Assignment:
Please write out exactly, and only, the lines from the first in the material below to the line containing "#[command(version)]", both included.

Records for this exercise:

************

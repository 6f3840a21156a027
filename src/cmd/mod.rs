mod dump;
mod plan;
mod validate;

use clap::{ArgAction, Args, Parser, Subcommand};
use std::path::{Path, PathBuf};
use trimdump::config::{ConnectionSettings, DumpConfig};
use trimdump::logging::init_logging;
use trimdump::schema::SchemaSource;

#[derive(Parser)]
#[command(name = "trimdump")]
#[command(author = "Helge Sverre <helge.sverre@gmail.com>")]
#[command(version)]
#[command(about = "Extract a filtered, anonymized, dependency-ordered subset of MySQL tables", long_about = None)]
pub struct Cli {
    #[command(subcommand)]
    pub command: Commands,

    /// Increase log verbosity (-v debug, -vv trace)
    #[arg(short, long, action = ArgAction::Count, global = true)]
    pub verbose: u8,

    /// Only log errors
    #[arg(short, long, global = true, conflicts_with = "verbose")]
    pub quiet: bool,
}

/// Connection overrides; each flag wins over the config file
#[derive(Args, Clone, Debug, Default)]
pub struct ConnectionArgs {
    /// Server host
    #[arg(long)]
    pub host: Option<String>,

    /// Server port
    #[arg(short = 'P', long)]
    pub port: Option<u16>,

    /// User name
    #[arg(short, long)]
    pub user: Option<String>,

    /// Password
    #[arg(short, long)]
    pub password: Option<String>,

    /// Unix socket (takes precedence over host/port)
    #[arg(short = 'S', long)]
    pub socket: Option<String>,
}

impl ConnectionArgs {
    fn apply(&self, settings: &mut ConnectionSettings) {
        if let Some(host) = &self.host {
            settings.host = host.clone();
        }
        if let Some(port) = self.port {
            settings.port = port;
        }
        if let Some(user) = &self.user {
            settings.user = user.clone();
        }
        if self.password.is_some() {
            settings.password = self.password.clone();
        }
        if self.socket.is_some() {
            settings.socket = self.socket.clone();
        }
    }
}

#[derive(Subcommand)]
pub enum Commands {
    /// Dump the configured tables as anonymized SQL
    Dump {
        /// YAML configuration file
        config: PathBuf,

        #[command(flatten)]
        connection: ConnectionArgs,

        /// Output SQL file (default: stdout)
        #[arg(short, long)]
        output: Option<PathBuf>,

        /// mysqldump binary name or path
        #[arg(long)]
        binpath: Option<String>,

        /// Run-wide timeout in seconds
        #[arg(long)]
        timeout: Option<u64>,

        /// Maximum number of tables dumped at once
        #[arg(long)]
        max_concurrency: Option<usize>,

        /// Keep dumping independent tables after a failure
        #[arg(long)]
        continue_on_error: bool,

        /// Print run statistics as JSON
        #[arg(long)]
        json: bool,

        /// Extra arguments passed to mysqldump (after `--`)
        #[arg(last = true)]
        extra_args: Vec<String>,
    },

    /// Show dump order and compiled filters without extracting anything
    Plan {
        /// YAML configuration file
        config: PathBuf,

        #[command(flatten)]
        connection: ConnectionArgs,

        /// Output as JSON
        #[arg(long)]
        json: bool,
    },

    /// Check the configuration against the live schema
    Validate {
        /// YAML configuration file
        config: PathBuf,

        #[command(flatten)]
        connection: ConnectionArgs,
    },
}

pub async fn run(cli: Cli) -> anyhow::Result<()> {
    init_logging(cli.verbose, cli.quiet)?;

    match cli.command {
        Commands::Dump {
            config,
            connection,
            output,
            binpath,
            timeout,
            max_concurrency,
            continue_on_error,
            json,
            extra_args,
        } => {
            let mut config = load_config(&config, &connection)?;
            if let Some(binpath) = binpath {
                config.binpath = binpath;
            }
            if let Some(timeout) = timeout {
                config.timeout_secs = timeout;
            }
            if max_concurrency.is_some() {
                config.max_concurrency = max_concurrency;
            }
            if continue_on_error {
                config.failure_mode = trimdump::dumper::FailureMode::Continue;
            }
            config.extra_args.extend(extra_args);
            dump::run(config, output, json).await
        }
        Commands::Plan {
            config,
            connection,
            json,
        } => plan::run(load_config(&config, &connection)?, json).await,
        Commands::Validate { config, connection } => {
            validate::run(load_config(&config, &connection)?).await
        }
    }
}

fn load_config(path: &Path, connection: &ConnectionArgs) -> anyhow::Result<DumpConfig> {
    let mut config = DumpConfig::load(path)?;
    connection.apply(&mut config.connection);
    if config.databases.is_empty() {
        anyhow::bail!("no databases configured in {}", path.display());
    }
    Ok(config)
}

#[cfg(feature = "mysql")]
fn schema_source(config: &DumpConfig) -> anyhow::Result<trimdump::schema::source::MySqlSchemaSource> {
    Ok(trimdump::schema::source::MySqlSchemaSource::connect(
        &config.connection,
    ))
}

#[cfg(not(feature = "mysql"))]
fn schema_source(_config: &DumpConfig) -> anyhow::Result<trimdump::schema::MemorySchemaSource> {
    anyhow::bail!("trimdump was built without the 'mysql' feature; schema introspection is unavailable")
}

/// Resolve every database in the config against the live schema
async fn configure(config: &DumpConfig) -> anyhow::Result<Vec<trimdump::schema::Database>> {
    let source = schema_source(config)?;
    let result = trimdump::configure(&config.databases, &source as &dyn SchemaSource).await;
    #[cfg(feature = "mysql")]
    source.close().await;
    Ok(result?)
}
//! Table dependency graph for filter-aware dump ordering.
//!
//! Provides:
//! - Incremental edge insertion that rejects cycles
//! - Topological sorting for processing order
//! - Ancestor / descendant queries

use super::TableId;
use std::collections::VecDeque;

/// Directed graph over tables, stored as adjacency lists indexed by TableId.
///
/// An edge parent → child means the child's filter reads data from the parent,
/// so the parent must be fully dumped before the child is evaluated.
#[derive(Debug, Default, Clone)]
pub struct DependencyGraph {
    /// For each table, list of parent tables (tables this table's filter reads)
    parents: Vec<Vec<TableId>>,
    /// For each table, list of child tables (tables whose filters read this one)
    children: Vec<Vec<TableId>>,
}

/// Outcome of a successful edge insertion
#[derive(Debug, Clone, Copy, PartialEq, Eq)]
pub enum EdgeOutcome {
    Added,
    /// The edge already existed; nothing changed
    Duplicate,
}

/// The edge would have closed a cycle
#[derive(Debug, Clone, Copy, PartialEq, Eq)]
pub struct CycleDetected {
    pub parent: TableId,
    pub child: TableId,
}

impl DependencyGraph {
    pub fn new() -> Self {
        Self::default()
    }

    /// Add a vertex, returning its ID
    pub fn add_vertex(&mut self) -> TableId {
        let id = TableId(self.parents.len() as u32);
        self.parents.push(Vec::new());
        self.children.push(Vec::new());
        id
    }

    /// Add the edge `parent → child`.
    ///
    /// Self-edges and edges whose parent is already reachable from the child
    /// are rejected.
    pub fn add_edge(&mut self, parent: TableId, child: TableId) -> Result<EdgeOutcome, CycleDetected> {
        if self.parents[child.index()].contains(&parent) {
            return Ok(EdgeOutcome::Duplicate);
        }
        if parent == child || self.is_ancestor(child, parent) {
            return Err(CycleDetected { parent, child });
        }
        self.parents[child.index()].push(parent);
        self.children[parent.index()].push(child);
        Ok(EdgeOutcome::Added)
    }

    /// Get the number of tables in the graph
    pub fn len(&self) -> usize {
        self.parents.len()
    }

    /// Check if the graph is empty
    pub fn is_empty(&self) -> bool {
        self.parents.is_empty()
    }

    /// Direct parents of a table
    pub fn parents(&self, id: TableId) -> &[TableId] {
        &self.parents[id.index()]
    }

    /// Direct children of a table
    pub fn children(&self, id: TableId) -> &[TableId] {
        &self.children[id.index()]
    }

    /// Check whether `parent → child` is an edge
    pub fn has_edge(&self, parent: TableId, child: TableId) -> bool {
        self.parents[child.index()].contains(&parent)
    }

    /// Perform topological sort using Kahn's algorithm.
    ///
    /// Returns tables in dependency order (parents before children). Ties are
    /// broken by table ID, so the order is stable for a given configuration.
    /// `add_edge` keeps the graph acyclic, so every table is ordered.
    pub fn topo_sort(&self) -> Vec<TableId> {
        let n = self.len();

        // Calculate in-degrees (number of parents for each table)
        let mut in_degree: Vec<usize> = self.parents.iter().map(Vec::len).collect();

        // Start with tables that have no parents (roots)
        let mut queue: VecDeque<TableId> = in_degree
            .iter()
            .enumerate()
            .filter(|(_, &deg)| deg == 0)
            .map(|(i, _)| TableId(i as u32))
            .collect();

        let mut order = Vec::with_capacity(n);

        while let Some(table_id) = queue.pop_front() {
            order.push(table_id);

            // Reduce in-degree of all children
            for &child_id in &self.children[table_id.index()] {
                in_degree[child_id.index()] -= 1;
                if in_degree[child_id.index()] == 0 {
                    queue.push_back(child_id);
                }
            }
        }

        order
    }

    /// Check if table A is an ancestor of table B (B's filter reads A directly or transitively)
    pub fn is_ancestor(&self, ancestor: TableId, descendant: TableId) -> bool {
        if ancestor == descendant {
            return false;
        }

        let mut visited = vec![false; self.len()];
        let mut queue = VecDeque::new();
        queue.push_back(descendant);

        while let Some(current) = queue.pop_front() {
            for &parent in &self.parents[current.index()] {
                if parent == ancestor {
                    return true;
                }
                if !visited[parent.index()] {
                    visited[parent.index()] = true;
                    queue.push_back(parent);
                }
            }
        }

        false
    }

    /// Get all ancestor tables of a given table (tables it depends on, directly or transitively)
    pub fn ancestors(&self, id: TableId) -> Vec<TableId> {
        self.walk(id, &self.parents)
    }

    /// Get all descendant tables of a given table (tables that depend on it)
    pub fn descendants(&self, id: TableId) -> Vec<TableId> {
        self.walk(id, &self.children)
    }

    fn walk(&self, id: TableId, edges: &[Vec<TableId>]) -> Vec<TableId> {
        let mut found = Vec::new();
        let mut visited = vec![false; self.len()];
        let mut queue = VecDeque::new();

        for &next in &edges[id.index()] {
            queue.push_back(next);
            visited[next.index()] = true;
        }

        while let Some(current) = queue.pop_front() {
            found.push(current);
            for &next in &edges[current.index()] {
                if !visited[next.index()] {
                    visited[next.index()] = true;
                    queue.push_back(next);
                }
            }
        }

        found
    }
}

#[cfg(test)]
mod tests {
    use super::*;

    fn graph(n: usize) -> DependencyGraph {
        let mut g = DependencyGraph::new();
        for _ in 0..n {
            g.add_vertex();
        }
        g
    }

    #[test]
    fn test_duplicate_edge_is_not_an_error() {
        let mut g = graph(2);
        assert_eq!(g.add_edge(TableId(0), TableId(1)), Ok(EdgeOutcome::Added));
        assert_eq!(g.add_edge(TableId(0), TableId(1)), Ok(EdgeOutcome::Duplicate));
        assert_eq!(g.parents(TableId(1)), &[TableId(0)]);
    }

    #[test]
    fn test_self_edge_is_a_cycle() {
        let mut g = graph(1);
        assert!(g.add_edge(TableId(0), TableId(0)).is_err());
    }

    #[test]
    fn test_transitive_cycle_rejected() {
        let mut g = graph(3);
        g.add_edge(TableId(0), TableId(1)).unwrap();
        g.add_edge(TableId(1), TableId(2)).unwrap();
        let err = g.add_edge(TableId(2), TableId(0)).unwrap_err();
        assert_eq!(err.parent, TableId(2));
        assert_eq!(err.child, TableId(0));
        // Graph left unchanged
        assert!(g.parents(TableId(0)).is_empty());
        assert_eq!(g.topo_sort().len(), 3);
    }

    #[test]
    fn test_topo_sort_orders_children_after_parents() {
        // Declared child-first to make sure declaration order is not relied on
        let mut g = graph(4);
        g.add_edge(TableId(3), TableId(0)).unwrap();
        g.add_edge(TableId(2), TableId(3)).unwrap();
        g.add_edge(TableId(1), TableId(0)).unwrap();

        let order = g.topo_sort();
        assert_eq!(order.len(), 4);
        let pos = |id: u32| order.iter().position(|&t| t == TableId(id)).unwrap();
        assert!(pos(3) < pos(0));
        assert!(pos(2) < pos(3));
        assert!(pos(1) < pos(0));
    }

    #[test]
    fn test_ancestors_and_descendants() {
        let mut g = graph(4);
        g.add_edge(TableId(0), TableId(1)).unwrap();
        g.add_edge(TableId(1), TableId(2)).unwrap();

        let mut ancestors = g.ancestors(TableId(2));
        ancestors.sort();
        assert_eq!(ancestors, vec![TableId(0), TableId(1)]);
        assert_eq!(g.descendants(TableId(0)).len(), 2);
        assert!(g.is_ancestor(TableId(0), TableId(2)));
        assert!(!g.is_ancestor(TableId(2), TableId(0)));
    }
}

************

Result of the task:
repository 6f3840a21156a027
filename src/cmd/mod.rs
mod dump;
mod plan;
mod validate;

use clap::{ArgAction, Args, Parser, Subcommand};
use std::path::{Path, PathBuf};
use trimdump::config::{ConnectionSettings, DumpConfig};
use trimdump::logging::init_logging;
use trimdump::schema::SchemaSource;

#[derive(Parser)]
#[command(name = "trimdump")]
#[command(author = "Helge Sverre <helge.sverre@gmail.com>")]
#[command(version)]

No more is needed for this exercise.